A 16-year-old male presents with painful scoliosis. Radiographs demonstrate a levoscoliosis (convexity to the left). An osteoid osteoma is identified in the thoracic spine. Which of the following is the most likely location of the lesion?

. Right pedicle
. Left pedicle
. Right vertebral body
. Left vertebral body
. Spinous process

Correct Answer & Explanation

. Right pedicle


Explanation

In spinal osteoid osteomas, patients typically present with painful scoliosis where the concavity is on the side of the lesion due to asymmetric muscle spasm. A left-sided convexity (levoscoliosis) has its concavity on the right, pointing to a right-sided posterior element lesion like the pedicle.

Question 1923

Topic: 6. Spine

While percutaneous radiofrequency ablation (RFA) is often the treatment of choice for osteoid osteoma, it is generally contraindicated for which of the following spinal lesions?

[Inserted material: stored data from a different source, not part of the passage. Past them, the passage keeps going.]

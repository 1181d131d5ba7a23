//! Helpers over JSON values and collections

use std::collections::{HashMap, HashSet};
use std::hash::Hash;

pub use serde_json::{Map, Value};

use crate::common::{Result, UtilError};

/// One dotted path segment, e.g. `items[2]`
struct Segment<'a> {
    key: &'a str,
    index: Option<Option<i64>>,
}

fn parse_segment(segment: &str) -> Result<Segment<'_>> {
    let invalid = || UtilError::InvalidPath(format!("invalid key: {}", segment));

    let Some(open) = segment.find('[') else {
        if segment.contains(']') {
            return Err(invalid());
        }
        return Ok(Segment {
            key: segment,
            index: None,
        });
    };
    let close = segment.find(']').ok_or_else(invalid)?;
    if open > close {
        return Err(invalid());
    }

    Ok(Segment {
        key: &segment[..open],
        index: Some(segment[open + 1..close].trim().parse::<i64>().ok()),
    })
}

/// Resolve one segment; `None` means the default applies
fn lookup<'a>(data: &'a Value, segment: &Segment<'_>) -> Result<Option<&'a Value>> {
    let Some(index) = segment.index else {
        return Ok(data.as_object().and_then(|map| map.get(segment.key)));
    };
    let Some(index) = index else {
        return Ok(None);
    };

    // `[0].a` indexes the value itself
    let list = if segment.key.is_empty() {
        data
    } else {
        match data.as_object().and_then(|map| map.get(segment.key)) {
            Some(list) => list,
            None => return Ok(None),
        }
    };

    match list {
        Value::Null => Ok(None),
        Value::Array(items) => {
            let position = if index < 0 {
                items.len() as i64 + index
            } else {
                index
            };
            Ok(usize::try_from(position).ok().and_then(|i| items.get(i)))
        }
        _ => Err(UtilError::InvalidPath(format!(
            "invalid key (should be list): {}",
            segment.key
        ))),
    }
}

/// Get a nested value by dotted path with optional `[i]` indexes
///
/// Negative indexes count from the end. A missing key, an out of range index
/// or a non-object along the way yields `default`; a key whose value is
/// `null` yields `null`.
///
/// # Errors
///
/// [`UtilError::InvalidPath`] for unbalanced brackets and for indexing a
/// value that is not a list.
///
/// ```
/// # use serde_json::json;
/// # use utilkit::data::pget;
/// let data = json!({"a": {"b": [{"c": 1}, {"c": 2}]}});
/// assert_eq!(pget(&data, "a.b[-1].c", json!(null)).unwrap(), json!(2));
/// assert_eq!(pget(&data, "a.x", json!("n/a")).unwrap(), json!("n/a"));
/// ```
pub fn pget(data: &Value, path: &str, default: Value) -> Result<Value> {
    let segments = path
        .split('.')
        .map(parse_segment)
        .collect::<Result<Vec<_>>>()?;

    let mut current = data;
    for segment in &segments {
        match lookup(current, segment)? {
            Some(next) => current = next,
            None => return Ok(default),
        }
    }
    Ok(current.clone())
}

/// Flatten nested arrays into one list of leaves
pub fn flatten(value: &Value) -> Vec<Value> {
    let mut leaves = Vec::new();
    collect_leaves(value, &mut leaves);
    leaves
}

fn collect_leaves(value: &Value, leaves: &mut Vec<Value>) {
    match value {
        Value::Array(items) => items.iter().for_each(|item| collect_leaves(item, leaves)),
        leaf => leaves.push(leaf.clone()),
    }
}

/// Map each key to itself
pub fn kvdict<I, S>(keys: I) -> Map<String, Value>
where
    I: IntoIterator<Item = S>,
    S: Into<String>,
{
    keys.into_iter()
        .map(|key| {
            let key = key.into();
            (key.clone(), Value::String(key))
        })
        .collect()
}

#[doc(hidden)]
pub fn __to_value<T: serde::Serialize + ?Sized>(value: &T) -> Value {
    serde_json::to_value(value).unwrap_or(Value::Null)
}

/// Build a JSON object keyed by variable names
///
/// ```
/// # use utilkit::kdict;
/// let a = 1;
/// let b = "two";
/// let map = kdict!(a, b);
/// assert_eq!(map["a"], 1);
/// assert_eq!(map["b"], "two");
/// ```
#[macro_export]
macro_rules! kdict {
    ($($name:ident),* $(,)?) => {{
        let mut map = $crate::data::Map::new();
        $(
            map.insert(stringify!($name).to_string(), $crate::data::__to_value(&$name));
        )*
        map
    }};
}

/// Deduplicate by `key`; among items sharing a key the last one wins
pub fn set_with_key<I, T, K, F>(items: I, key: F) -> HashSet<T>
where
    I: IntoIterator<Item = T>,
    T: Eq + Hash,
    K: Eq + Hash,
    F: Fn(&T) -> K,
{
    let mut by_key = HashMap::new();
    for item in items {
        by_key.insert(key(&item), item);
    }
    by_key.into_values().collect()
}

#[cfg(test)]
mod tests {
    use super::*;
    use serde_json::json;

    fn sample() -> Value {
        json!({
            "a": {
                "b": {
                    "c": 1,
                    "d": [{"e": 1}, {"f": 2}],
                    "g": null
                }
            }
        })
    }

    #[test]
    fn test_pget_found() {
        let data = sample();
        assert_eq!(pget(&data, "a.b.c", json!("n/a")).unwrap(), json!(1));
        assert_eq!(pget(&data, "a.b.d[0].e", json!(null)).unwrap(), json!(1));
        assert_eq!(pget(&data, "a.b.d[1].f", json!(null)).unwrap(), json!(2));
        assert_eq!(pget(&data, "a.b.d[-1].f", json!(null)).unwrap(), json!(2));
        assert_eq!(pget(&data, "a.b.g", json!("n/a")).unwrap(), json!(null));
        assert_eq!(pget(&json!([{"a": 1}]), "[0].a", json!(null)).unwrap(), json!(1));
    }

    #[test]
    fn test_pget_default() {
        let data = sample();
        assert_eq!(pget(&data, "a.b.e", json!(12)).unwrap(), json!(12));
        assert_eq!(pget(&data, "a.b.d[2].f", json!("n/a")).unwrap(), json!("n/a"));
        assert_eq!(pget(&data, "a.b.g[1]", json!("n/a")).unwrap(), json!("n/a"));
        assert_eq!(pget(&data, "a.x.y.z", json!(0)).unwrap(), json!(0));
        assert_eq!(pget(&data, "a.b.c.d", json!(0)).unwrap(), json!(0));
        assert_eq!(pget(&data, "a.b.d[x]", json!(0)).unwrap(), json!(0));
    }

    #[test]
    fn test_pget_invalid_path() {
        let data = sample();
        for path in ["a.b.d[2.f", "a.b.d2].f", "a.b.][d2.f", "a.b.c[0]"] {
            assert!(
                matches!(pget(&data, path, json!(null)), Err(UtilError::InvalidPath(_))),
                "{}",
                path
            );
        }
    }

    #[test]
    fn test_flatten() {
        let nested = json!([1, [2, [3, [4]]], "x", []]);
        assert_eq!(flatten(&nested), vec![json!(1), json!(2), json!(3), json!(4), json!("x")]);
        assert_eq!(flatten(&json!(5)), vec![json!(5)]);
    }

    #[test]
    fn test_kvdict_and_kdict() {
        let map = kvdict(["a", "b"]);
        assert_eq!(map["a"], json!("a"));
        assert_eq!(map.len(), 2);

        let count = 3;
        let names = vec!["x", "y"];
        let map = crate::kdict!(count, names);
        assert_eq!(Value::Object(map), json!({"count": 3, "names": ["x", "y"]}));
    }

    #[test]
    fn test_set_with_key() {
        let set = set_with_key(vec!["hello", "world", "shanghai"], |s| s.len());
        assert_eq!(set, HashSet::from(["world", "shanghai"]));

        let set = set_with_key(vec!["hey", "world", "shanghai"], |s| s.len());
        assert_eq!(set.len(), 3);
    }
}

. Lesions in the pars interarticularis
. Lesions within 1 cm of the spinal cord or major nerve root
. Lesions causing painful scoliosis
. Lesions in the cervical spine lamina
. Lesions larger than 0.5 cm

Correct Answer & Explanation

. Lesions within 1 cm of the spinal cord or major nerve root


Explanation

Radiofrequency ablation relies on thermal destruction of the nidus. It is generally contraindicated when the lesion is located within 1 cm of critical neurologic structures, such as the spinal cord or a major nerve root, to prevent thermal injury.

Question 1924

Topic: 6. Spine

A 14-year-old male presents with persistent mid-back pain that is worse at night and relieved by ibuprofen. Standing radiographs demonstrate a structural scoliosis. If this patient has an osteoid osteoma of the spine, what is the expected relationship between the lesion and the scoliotic curve?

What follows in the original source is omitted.